Financial terms of the deal were not disclosed.

Under the terms of the collaboration, the companies will incorporate Scienion's CL2 SciReader colorimetric microplate reader into Pictor's PictArray SARS-CoV-2 Serology Test to create a platform capable of testing for both anti-nucleocapsid and anti-spike antibodies in one reaction. The highly automated, miniaturized, multiplex immunoassay test will come in a 96-well plate format, the partners said.

The system will also use software developed by Pictor to produce a risk score for individuals to determine their likelihood of carrying a COVID-19 infection. This analysis, the companies said, will measure the population's level of herd immunity through natural infections and vaccinations.

The miniaturization of the assay is part of Scienion's focus on miniaturizing multiplex assays for diagnostic applications. According to Erik Gatenholm, CEO of Scienion's parent company BICO, the firm is looking into developing different cell-based assays and working with miniaturization techniques to try to reduce the size of reactions in order to save money for its customers and users around the world.

In a recent interview with 360Dx about the reorganization of Cellink into BICO, Gatenholm further noted that Cellink had acquired in May a company called Nanoscribe that specialized in using two-photon polymerization technology "to print very, very small substrates. So, if you think of tiny little wells where you can place human cells, they could help us print even smaller wells so that we can make even smaller reactions for it for [various] applications."

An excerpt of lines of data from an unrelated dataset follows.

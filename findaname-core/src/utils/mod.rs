//! Shared utilities.

pub mod datetime;
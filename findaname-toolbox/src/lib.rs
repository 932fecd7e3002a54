//! Domain diagnosis toolbox.
//!
//! Stateless checks over public gateways: DNS record aggregation, hosting
//! and nameserver classification, email deliverability scoring, robots.txt
//! parsing, WHOIS, and IP geolocation.

pub mod error;
pub mod services;
pub mod types;

pub use error::{ToolboxError, ToolboxResult};
pub use services::{normalize_domain, validate_domain, ToolboxService};
pub use types::{
    DeliverabilityScore, DnsRecordGroup, DnsRecordType, DnsRecordValue, EmailAuthReport,
    HostingReport, IpGeoInfo, NameserverHost, NameserverReport, RedundancyGrade, RobotsDirective,
    RobotsEntry, RobotsReport, RobotsRule, WhoisReport,
};
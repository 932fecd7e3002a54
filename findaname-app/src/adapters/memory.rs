//! In-memory user store for tests and ephemeral frontends.

use async_trait::async_trait;
use tokio::sync::RwLock;

use findaname_core::error::CoreResult;
use findaname_core::traits::UserRepository;
use findaname_core::types::User;

/// Volatile user store. Contents are lost on drop.
#[derive(Default)]
pub struct InMemoryUserStore {
    users: RwLock<Vec<User>>,
}

impl InMemoryUserStore {
    #[must_use]
    pub fn new() -> Self {
        Self::default()
    }
}

#[async_trait]
impl UserRepository for InMemoryUserStore {
    async fn load_all(&self) -> CoreResult<Vec<User>> {
        Ok(self.users.read().await.clone())
    }

    async fn save_all(&self, users: &[User]) -> CoreResult<()> {
        *self.users.write().await = users.to_vec();
        Ok(())
    }
}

In a statement on the collaboration, Pictor CEO Thomas Schlumpberger said that adding the SciReader's high performance and accuracy to Pictor's test will enable the company "to bring high throughput, high performance, and low-cost multiplexed antibody testing for SARS-CoV-2 to the market … to provide insights into the epidemiological spread of the virus to help inform control and prevention measures."

The partners will enter the PictArray SARS-CoV-2 Serology Test into clinical trials in coming weeks, with the goal of applying for Emergency Use Authorization from the US Food and Drug Administration and bringing it to market in early 2022. The companies also plan to pursue a positive opinion from the Committee for Medicinal Products for Human Use for use in the UK and the European Union.

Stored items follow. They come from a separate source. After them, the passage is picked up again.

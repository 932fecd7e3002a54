//! Aggregate reporting derivations.
//!
//! Pure functions over the full user collection; the service layer gates
//! access, these just compute.

use std::collections::HashMap;

use chrono::{DateTime, Datelike, Duration, Utc};

use crate::types::{AffiliateLeaderboardEntry, AnalyticsSummary, Plan, ToolUsage, User};

/// Activity window for the "active users" count.
const ACTIVE_WINDOW_DAYS: i64 = 30;

/// Whether two timestamps fall in the same calendar month.
pub fn same_calendar_month(a: DateTime<Utc>, b: DateTime<Utc>) -> bool {
    a.year() == b.year() && a.month() == b.month()
}

/// Compute the admin dashboard summary.
pub fn summarize(users: &[User], pro_price: f64, now: DateTime<Utc>) -> AnalyticsSummary {
    let active_cutoff = now - Duration::days(ACTIVE_WINDOW_DAYS);

    let pro_users = users.iter().filter(|u| u.plan == Plan::Pro).count();
    let new_users_this_month = users
        .iter()
        .filter(|u| same_calendar_month(u.created_at, now))
        .count();
    let active_users = users
        .iter()
        .filter(|u| u.searches.iter().any(|s| s.timestamp > active_cutoff))
        .count();

    // usize -> f64: user counts are far below f64's precise integer range
    #[allow(clippy::cast_precision_loss)]
    let estimated_revenue = pro_price * pro_users as f64;

    AnalyticsSummary {
        total_users: users.len(),
        new_users_this_month,
        active_users,
        pro_users,
        estimated_revenue,
        tool_usage: tool_usage(users),
    }
}

/// Per-tool usage counts across all users, descending.
///
/// Ties break alphabetically so the ordering is deterministic.
pub fn tool_usage(users: &[User]) -> Vec<ToolUsage> {
    let mut counts: HashMap<&str, u64> = HashMap::new();
    for user in users {
        for search in &user.searches {
            *counts.entry(search.tool.as_str()).or_insert(0) += 1;
        }
    }

    let mut usage: Vec<ToolUsage> = counts
        .into_iter()
        .map(|(tool, count)| ToolUsage {
            tool: tool.to_string(),
            count,
        })
        .collect();
    usage.sort_by(|a, b| b.count.cmp(&a.count).then_with(|| a.tool.cmp(&b.tool)));
    usage
}

/// Referral leaderboard, descending by credits earned.
pub fn leaderboard(users: &[User]) -> Vec<AffiliateLeaderboardEntry> {
    let mut entries: Vec<AffiliateLeaderboardEntry> = users
        .iter()
        .filter_map(|u| {
            u.affiliate_stats
                .as_ref()
                .map(|stats| AffiliateLeaderboardEntry {
                    user_id: u.id.clone(),
                    name: u.name.clone(),
                    email: u.email.clone(),
                    referral_code: stats.referral_code.clone(),
                    referral_count: stats.referral_count,
                    credits_earned: stats.credits_earned,
                })
        })
        .collect();
    entries.sort_by(|a, b| {
        b.credits_earned
            .cmp(&a.credits_earned)
            .then_with(|| b.referral_count.cmp(&a.referral_count))
    });
    entries
}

The role of tests that detect antibodies against SARS-CoV-2 have been put into question in recent months, however, as the FDA posted a notice in May advising against the use of SARS-CoV-2 antibody test results to evaluate immunity or protection from COVID-19, including after vaccination.

"Antibody tests can play an important role in identifying individuals who may have been exposed to the SARS-CoV-2 virus and may have developed an adaptive immune response. However, antibody tests should not be used at this time to determine immunity or protection against COVID-19 at any time, and especially after a person has received a COVID-19 vaccination," Tim Stenzel, director of the FDA's Office of In Vitro Diagnostics and Radiological Health, wrote in the notice.

The agency also noted that authorized vaccines for prevention of COVID-19 induce antibodies to specific viral protein targets and that post-vaccination antibody test results would be negative in individuals without a history of previous natural infection if the test used didn't detect the type of antibodies induced by the vaccine.

Despite this, the companies believe that their combined technologies will prove to be a game-changer.

"While FDA currently does not recommend using antibody tests to assess individual immunity status, the agency does use the data in determining the efficacy of vaccines seeking approval," the partners said in a combined email statement to 360Dx. "The platform is intended to help public health officials and researchers by providing them with large-scale antibody data that can be used to determine herd immunity levels and support decision-making. By testing both anti-nucleocapsid and anti-spike antibodies in one reaction, we can arm the FDA, CDC, and other researchers with a better understanding of how populations are protected by antibodies from natural infections and vaccinations."

They also noted that the software Pictor has developed to determine risk scores at the individual level will only be used in geographies that have approved its use.